To be absolutely honest, I’m tired of thinking about my body. I’ve spent the better part of my life fretting over how it looks when I bend, how it folds in certain clothing or how it might appear in photos. I’ve thought endlessly about what it would be like if just one of my body hang ups were solved overnight. I’ve considered every bite of food during a month when trips to the gym were sparse. And now I am all out of thoughts about my body. While body positivity valiantly encourages us to regard our bodies with the highest esteem regardless of its shape or form, I’m wondering what it would be like to not regard it at all. What does it look like if we could view our bodies as vessels that move and support us rather than something to hate or love?
Recently, I went back and forth with myself about posting a rare swimsuit photo. In the picture I’m sitting down and leaning over, accentuating the area of my body I am most self-conscious about. I stared at the photo while going over positive affirmations in my head. You are beautiful just the way you are. Love every part of yourself. In the end, the thought that actually convinced me to pull the trigger was much more nonpartisan. I have a body, and it does things. If someone has a problem with that - it’s a personal one.

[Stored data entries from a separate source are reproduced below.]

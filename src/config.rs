use std::collections::HashMap;
use std::env;
use std::fs;
use std::path::{Path, PathBuf};
use std::time::Duration;

use anyhow::{Context, Result};
use serde::{Deserialize, Serialize};

const DEFAULT_ENV_PREFIX: &str = "CHAPTERDECK";

#[derive(Debug, Clone, Serialize, Deserialize, PartialEq, Default)]
pub struct Config {
    #[serde(default)]
    pub library: LibraryConfig,
    #[serde(default)]
    pub downloads: DownloadsConfig,
    #[serde(default)]
    pub ui: UIConfig,
}

#[derive(Debug, Clone, Serialize, Deserialize, PartialEq)]
pub struct LibraryConfig {
    // Category for new favorites. `0` files them under no category, a
    // negative value asks every time.
    #[serde(default)]
    pub default_category: i64,
    #[serde(default = "default_jump_to_chapters")]
    pub jump_to_chapters: bool,
}

impl Default for LibraryConfig {
    fn default() -> Self {
        Self {
            default_category: 0,
            jump_to_chapters: default_jump_to_chapters(),
        }
    }
}

fn default_jump_to_chapters() -> bool {
    true
}

#[derive(Debug, Clone, Serialize, Deserialize, PartialEq, Default)]
pub struct DownloadsConfig {
    #[serde(default)]
    pub downloaded_only: bool,
    #[serde(default)]
    pub local_source_ids: Vec<i64>,
}

#[derive(Debug, Clone, Serialize, Deserialize, PartialEq)]
pub struct UIConfig {
    #[serde(default = "default_tick_rate", with = "humantime_serde")]
    pub tick_rate: Duration,
}

impl Default for UIConfig {
    fn default() -> Self {
        Self {
            tick_rate: default_tick_rate(),
        }
    }
}

fn default_tick_rate() -> Duration {
    Duration::from_millis(120)
}

#[derive(Debug, Clone, Default)]
pub struct LoadOptions {
    pub config_file: Option<PathBuf>,
    pub env_prefix: Option<String>,
}

pub fn load(options: LoadOptions) -> Result<Config> {
    let mut cfg = Config::default();

    if let Some(path) = options.config_file.as_ref() {
        if path.exists() {
            let from_file = read_config_file(path)?;
            cfg = merge_config(cfg, from_file);
        }
    } else if let Some(default_path) = default_config_path() {
        if default_path.exists() {
            let from_file = read_config_file(&default_path)?;
            cfg = merge_config(cfg, from_file);
        }
    }

    let prefix = options.env_prefix.as_deref().unwrap_or(DEFAULT_ENV_PREFIX);
    cfg = merge_env(cfg, prefix);

    Ok(cfg)
}

fn read_config_file(path: &Path) -> Result<Config> {
    let data = fs::read_to_string(path)
        .with_context(|| format!("Failed to read config file at {}", path.display()))?;
    let config: Config = serde_yaml::from_str(&data)
        .with_context(|| format!("Failed to parse config file at {}", path.display()))?;
    Ok(config)
}

fn merge_config(mut base: Config, other: Config) -> Config {
    base.library.default_category = other.library.default_category;
    base.library.jump_to_chapters = other.library.jump_to_chapters;

    base.downloads.downloaded_only = other.downloads.downloaded_only;
    if !other.downloads.local_source_ids.is_empty() {
        base.downloads.local_source_ids = other.downloads.local_source_ids;
    }

    if !other.ui.tick_rate.is_zero() {
        base.ui.tick_rate = other.ui.tick_rate;
    }

    base
}

fn merge_env(mut base: Config, prefix: &str) -> Config {
    let mut map: HashMap<String, String> = HashMap::new();
    let upper_prefix = format!("{}_", prefix.to_uppercase());

    for (key, value) in env::vars() {
        if let Some(stripped) = key.strip_prefix(&upper_prefix) {
            let normalized = stripped.to_ascii_lowercase().replace("__", ".");
            map.insert(normalized, value);
        }
    }

    for (key, value) in map {
        apply_env_value(&mut base, &key, value);
    }

    base
}

fn apply_env_value(cfg: &mut Config, key: &str, value: String) {
    match key {
        "library.default_category" => {
            if let Ok(parsed) = value.trim().parse::<i64>() {
                cfg.library.default_category = parsed;
            }
        }
        "library.jump_to_chapters" => cfg.library.jump_to_chapters = parse_flag(&value),
        "downloads.downloaded_only" => cfg.downloads.downloaded_only = parse_flag(&value),
        "downloads.local_source_ids" => {
            cfg.downloads.local_source_ids = value
                .split(',')
                .filter_map(|s| s.trim().parse::<i64>().ok())
                .collect();
        }
        "ui.tick_rate" => {
            if let Ok(duration) = humantime::parse_duration(&value) {
                cfg.ui.tick_rate = duration;
            }
        }
        _ => {}
    }
}

fn parse_flag(value: &str) -> bool {
    matches!(value, "1" | "true" | "TRUE" | "True")
}

impl Config {
    pub fn is_local_source(&self, source_id: i64) -> bool {
        self.downloads.local_source_ids.contains(&source_id)
    }
}

pub fn default_path() -> Option<PathBuf> {
    default_config_path()
}

fn default_config_path() -> Option<PathBuf> {
    dirs::config_dir().map(|dir| dir.join("chapter-deck").join("config.yaml"))
}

Stepping outside of having an opinion on whether or not my stomach looked “bad” or “good” also allowed me to release myself from fear of external judgement. This is something I hadn’t been able to accomplish by attempting to love myself out of my body insecurities.
Eventually, I would still like to say that I wholeheartedly love my body - and mean it. But I’m not there yet and the concept of body neutrality has offered me a second option when positivity wasn’t healing the wound. Our bodies are meant for so much more than to be looked at and criticized. It feels good to remember that.